The next day he comes back in, orders a pint and a pork pie, downs the pint, puts the pork pie on his head, smashes it with his hand and walks out, leaving the barman even more confused.
The next day he comes in again and orders a pint and a pork pie but the barman, trying to figure him out, says,"Sorry, no pork pies."
The guy orders a packet of cheese and onion crisps instead, downs the pint, puts the packet of cheese and onion crisps on his head smashes them with his hand and is about to leave when the barman stops him and asks, "Why did you just smash that packet of cheese and onion crisps on your head?"
The guy replies, "Because you didn't have any pork pies.”
A young, freshly minted lieutenant was sent to Bosnia as part of the peace keeping mission.
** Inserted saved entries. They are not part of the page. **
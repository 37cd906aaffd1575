//! Dashboard aggregates: headline stats, activity feed, emissions trend, KPIs

use chrono::{DateTime, Datelike, NaiveDate, TimeZone, Utc};
use rusqlite::params;
use serde::Serialize;

use super::{ts, ts_text, Database};
use crate::core::error::{DbError, DbResult};
use crate::entities::campaign::{percent, CampaignFilter, CampaignStatus, CampaignSummary};

pub const DEFAULT_ACTIVITY_LIMIT: i64 = 10;
pub const DEFAULT_TREND_MONTHS: u32 = 6;

/// Rows taken from each submission table before merging the feed
const ACTIVITY_PER_SOURCE: i64 = 5;

const MONTH_LABELS: [&str; 12] = [
    "Jan", "Feb", "Mar", "Apr", "May", "Jun", "Jul", "Aug", "Sep", "Oct", "Nov", "Dec",
];

#[derive(Debug, Clone, Default, PartialEq, Serialize)]
pub struct SupplierCounts {
    pub total: i64,
    pub tier1: i64,
    pub tier2: i64,
}

#[derive(Debug, Clone, Default, PartialEq, Serialize)]
pub struct CampaignCounts {
    pub total: i64,
    pub active: i64,
}

#[derive(Debug, Clone, Default, PartialEq, Serialize)]
pub struct ImdsCounts {
    pub total: i64,
    pub validated: i64,
    pub pending: i64,
    pub rejected: i64,
}

#[derive(Debug, Clone, Default, PartialEq, Serialize)]
pub struct PcfCounts {
    pub total: i64,
    pub validated: i64,
    pub pending: i64,
    pub coverage: f64,
    pub suppliers_covered: i64,
}

#[derive(Debug, Clone, Default, PartialEq, Serialize)]
pub struct EmissionsCounts {
    pub total_kgco2e: f64,
    pub total_tco2e: f64,
}

impl EmissionsCounts {
    pub fn from_kg(kg: f64) -> Self {
        Self {
            total_kgco2e: kg,
            total_tco2e: (kg / 1000.0 * 100.0).round() / 100.0,
        }
    }
}

/// Headline numbers for the dashboard
#[derive(Debug, Clone, Default, PartialEq, Serialize)]
pub struct DashboardStats {
    pub suppliers: SupplierCounts,
    pub campaigns: CampaignCounts,
    pub imds: ImdsCounts,
    pub pcf: PcfCounts,
    pub emissions: EmissionsCounts,
}

#[derive(Debug, Clone, Serialize)]
pub struct Overview {
    pub stats: DashboardStats,
    pub active_campaigns: Vec<CampaignSummary>,
}

/// One line of the recent-activity feed
#[derive(Debug, Clone, PartialEq, Serialize)]
pub struct ActivityItem {
    #[serde(rename = "type")]
    pub kind: &'static str,
    pub id: i64,
    pub title: String,
    pub description: String,
    pub status: String,
    pub timestamp: DateTime<Utc>,
}

/// Emissions declared during one calendar month
#[derive(Debug, Clone, PartialEq, Serialize)]
pub struct MonthTotal {
    /// `YYYY-MM`
    pub month: String,
    pub label: &'static str,
    pub collected: f64,
    pub validated: f64,
}

#[derive(Debug, Clone, PartialEq, Serialize)]
pub struct ImdsKpi {
    pub validation_rate: f64,
    pub total: i64,
    pub validated: i64,
    pub pending: i64,
}

#[derive(Debug, Clone, PartialEq, Serialize)]
pub struct PcfKpi {
    pub coverage: f64,
    pub validation_rate: f64,
    pub total: i64,
    pub validated: i64,
}

#[derive(Debug, Clone, PartialEq, Serialize)]
pub struct EngagementKpi {
    pub avg_response_rate: f64,
    pub active_campaigns: i64,
    pub suppliers_total: i64,
}

#[derive(Debug, Clone, PartialEq, Serialize)]
pub struct EmissionsKpi {
    pub total_kgco2e: f64,
    pub total_tco2e: f64,
    /// Percent change of collected emissions between the last two months
    pub trend: Option<f64>,
}

#[derive(Debug, Clone, PartialEq, Serialize)]
pub struct Kpis {
    pub imds: ImdsKpi,
    pub pcf: PcfKpi,
    pub engagement: EngagementKpi,
    pub emissions: EmissionsKpi,
}

/// First day of the month `back` months before `now`'s month
fn month_start(now: DateTime<Utc>, back: u32) -> NaiveDate {
    let total = now.year() * 12 + now.month0() as i32 - back as i32;
    let (year, month0) = (total.div_euclid(12), total.rem_euclid(12) as u32);
    NaiveDate::from_ymd_opt(year, month0 + 1, 1).unwrap_or(NaiveDate::MIN)
}

fn round1(v: f64) -> f64 {
    (v * 10.0).round() / 10.0
}

impl Database {
    pub fn dashboard_stats(&self) -> DbResult<DashboardStats> {
        let suppliers = self.conn.query_row(
            "SELECT COUNT(*),
                    COALESCE(SUM(supply_chain_level = 'tier1'), 0),
                    COALESCE(SUM(supply_chain_level = 'tier2'), 0)
             FROM suppliers",
            [],
            |row| {
                Ok(SupplierCounts {
                    total: row.get(0)?,
                    tier1: row.get(1)?,
                    tier2: row.get(2)?,
                })
            },
        )?;

        let campaigns = self.conn.query_row(
            "SELECT COUNT(*), COALESCE(SUM(status = 'active'), 0) FROM campaigns",
            [],
            |row| {
                Ok(CampaignCounts {
                    total: row.get(0)?,
                    active: row.get(1)?,
                })
            },
        )?;

        let imds = self.conn.query_row(
            "SELECT COUNT(*),
                    COALESCE(SUM(status = 'validated'), 0),
                    COALESCE(SUM(status IN ('draft', 'pending', 'submitted')), 0),
                    COALESCE(SUM(status = 'rejected'), 0)
             FROM imds_submissions",
            [],
            |row| {
                Ok(ImdsCounts {
                    total: row.get(0)?,
                    validated: row.get(1)?,
                    pending: row.get(2)?,
                    rejected: row.get(3)?,
                })
            },
        )?;

        let (pcf_total, pcf_validated, pcf_pending, covered, kg): (i64, i64, i64, i64, f64) =
            self.conn.query_row(
                "SELECT COUNT(*),
                        COALESCE(SUM(validation_status = 'validated'), 0),
                        COALESCE(SUM(validation_status = 'pending'), 0),
                        COUNT(DISTINCT CASE WHEN validation_status = 'validated'
                                            THEN supplier_id END),
                        COALESCE(SUM(total_emissions_kgco2e), 0.0)
                 FROM pcf_declarations",
                [],
                |row| Ok((row.get(0)?, row.get(1)?, row.get(2)?, row.get(3)?, row.get(4)?)),
            )?;

        Ok(DashboardStats {
            pcf: PcfCounts {
                total: pcf_total,
                validated: pcf_validated,
                pending: pcf_pending,
                coverage: percent(covered, suppliers.total),
                suppliers_covered: covered,
            },
            emissions: EmissionsCounts::from_kg(kg),
            suppliers,
            campaigns,
            imds,
        })
    }

    /// Stats plus every active campaign with its progress
    pub fn dashboard_overview(&self) -> DbResult<Overview> {
        Ok(Overview {
            stats: self.dashboard_stats()?,
            active_campaigns: self.list_campaigns(&CampaignFilter {
                campaign_type: None,
                status: Some(CampaignStatus::Active),
            })?,
        })
    }

    /// Recently touched IMDS sheets and PCF declarations, newest first
    pub fn recent_activity(&self, limit: i64) -> DbResult<Vec<ActivityItem>> {
        if !(1..=50).contains(&limit) {
            return Err(DbError::invalid("limit must be between 1 and 50"));
        }

        let mut items = Vec::new();

        let mut stmt = self.conn.prepare(
            "SELECT i.id, i.status, i.mds_id, i.internal_ref, i.updated_at,
                    COALESCE(s.name, 'Unknown') AS supplier_name
             FROM imds_submissions i LEFT JOIN suppliers s ON s.id = i.supplier_id
             ORDER BY i.updated_at DESC, i.id DESC LIMIT ?1",
        )?;
        let rows = stmt.query_map([ACTIVITY_PER_SOURCE], |row| {
            let status: String = row.get("status")?;
            let mds_id: Option<String> = row.get("mds_id")?;
            let internal_ref: Option<String> = row.get("internal_ref")?;
            let supplier: String = row.get("supplier_name")?;
            Ok(ActivityItem {
                kind: "imds_submission",
                id: row.get("id")?,
                title: format!("IMDS {}", activity_verb(&status)),
                description: format!(
                    "{} - {}",
                    supplier,
                    mds_id.or(internal_ref).unwrap_or_default()
                ),
                status,
                timestamp: ts(row, "updated_at")?,
            })
        })?;
        for row in rows {
            items.push(row?);
        }

        let mut stmt = self.conn.prepare(
            "SELECT p.id, p.validation_status, p.product_ref, p.updated_at,
                    COALESCE(s.name, 'Unknown') AS supplier_name
             FROM pcf_declarations p LEFT JOIN suppliers s ON s.id = p.supplier_id
             ORDER BY p.updated_at DESC, p.id DESC LIMIT ?1",
        )?;
        let rows = stmt.query_map([ACTIVITY_PER_SOURCE], |row| {
            let status: String = row.get("validation_status")?;
            let supplier: String = row.get("supplier_name")?;
            let product: String = row.get("product_ref")?;
            Ok(ActivityItem {
                kind: "pcf_submission",
                id: row.get("id")?,
                title: format!("PCF {}", activity_verb(&status)),
                description: format!("{} - {}", supplier, product),
                status,
                timestamp: ts(row, "updated_at")?,
            })
        })?;
        for row in rows {
            items.push(row?);
        }

        items.sort_by(|a, b| b.timestamp.cmp(&a.timestamp));
        items.truncate(limit as usize);
        Ok(items)
    }

    /// Emissions per calendar month, oldest first, ending with the current month
    pub fn emissions_trend(&self, months: u32) -> DbResult<Vec<MonthTotal>> {
        self.emissions_trend_at(months, Utc::now())
    }

    pub(crate) fn emissions_trend_at(&self, months: u32, now: DateTime<Utc>) -> DbResult<Vec<MonthTotal>> {
        if !(1..=24).contains(&months) {
            return Err(DbError::invalid("months must be between 1 and 24"));
        }

        let first = month_start(now, months - 1);
        let since = Utc.from_utc_datetime(&first.and_hms_opt(0, 0, 0).unwrap_or_default());

        let mut stmt = self.conn.prepare(
            "SELECT substr(created_at, 1, 7) AS month,
                    SUM(total_emissions_kgco2e),
                    COALESCE(SUM(CASE WHEN validation_status = 'validated'
                                      THEN total_emissions_kgco2e END), 0.0)
             FROM pcf_declarations
             WHERE created_at >= ?1
             GROUP BY month",
        )?;
        let sums = stmt
            .query_map(params![ts_text(since)], |row| {
                Ok((row.get::<_, String>(0)?, row.get::<_, f64>(1)?, row.get::<_, f64>(2)?))
            })?
            .collect::<Result<Vec<_>, _>>()?;

        Ok((0..months)
            .rev()
            .map(|back| {
                let start = month_start(now, back);
                let key = start.format("%Y-%m").to_string();
                let (collected, validated) = sums
                    .iter()
                    .find(|(m, _, _)| *m == key)
                    .map(|(_, c, v)| (*c, *v))
                    .unwrap_or((0.0, 0.0));
                MonthTotal {
                    label: MONTH_LABELS[start.month0() as usize],
                    month: key,
                    collected,
                    validated,
                }
            })
            .collect())
    }

    pub fn kpis(&self) -> DbResult<Kpis> {
        self.kpis_at(Utc::now())
    }

    pub(crate) fn kpis_at(&self, now: DateTime<Utc>) -> DbResult<Kpis> {
        let stats = self.dashboard_stats()?;
        let active = self.list_campaigns(&CampaignFilter {
            campaign_type: None,
            status: Some(CampaignStatus::Active),
        })?;

        let rates: Vec<f64> = active
            .iter()
            .filter(|c| c.progress.suppliers_total > 0)
            .map(|c| {
                c.progress.suppliers_responded as f64 / c.progress.suppliers_total as f64 * 100.0
            })
            .collect();
        let avg_response_rate = if rates.is_empty() {
            0.0
        } else {
            round1(rates.iter().sum::<f64>() / rates.len() as f64)
        };

        let trend = self.emissions_trend_at(2, now)?;
        let change = match trend.as_slice() {
            [prev, last] if prev.collected > 0.0 => {
                Some(round1((last.collected - prev.collected) / prev.collected * 100.0))
            }
            _ => None,
        };

        Ok(Kpis {
            imds: ImdsKpi {
                validation_rate: percent(stats.imds.validated, stats.imds.total),
                total: stats.imds.total,
                validated: stats.imds.validated,
                pending: stats.imds.pending,
            },
            pcf: PcfKpi {
                coverage: stats.pcf.coverage,
                validation_rate: percent(stats.pcf.validated, stats.pcf.total),
                total: stats.pcf.total,
                validated: stats.pcf.validated,
            },
            engagement: EngagementKpi {
                avg_response_rate,
                active_campaigns: active.len() as i64,
                suppliers_total: stats.suppliers.total,
            },
            emissions: EmissionsKpi {
                total_kgco2e: stats.emissions.total_kgco2e,
                total_tco2e: stats.emissions.total_tco2e,
                trend: change,
            },
        })
    }
}

fn activity_verb(status: &str) -> &'static str {
    match status {
        "validated" => "validated",
        "rejected" => "rejected",
        _ => "submitted",
    }
}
During a briefing on land mines, the captain asked for questions.
Our intrepid solder raised his hand and asked, "If we do happen to step on a mine, Sir, what do we do?"
"Normal procedure, Lieutenant, is to jump 200 feet in the air and scatter oneself over a wide area."
Offerings had been down the past several Sundays and the preacher decided he had to do something to change the trend. The next Sunday, as the plate was being passed he said, "Brothers and Sisters, I don't like to have to do this, but there is a man in the congregation who is having an affair with another parishioner's wife, and if there is not at least five dollars in the collection, I will reveal his name."
Later, as he counted the money he found 20 five dollar bills, and a two dollar bill with a note that read, "Forever hold your peace, I'll have that other three dollars before sundown!"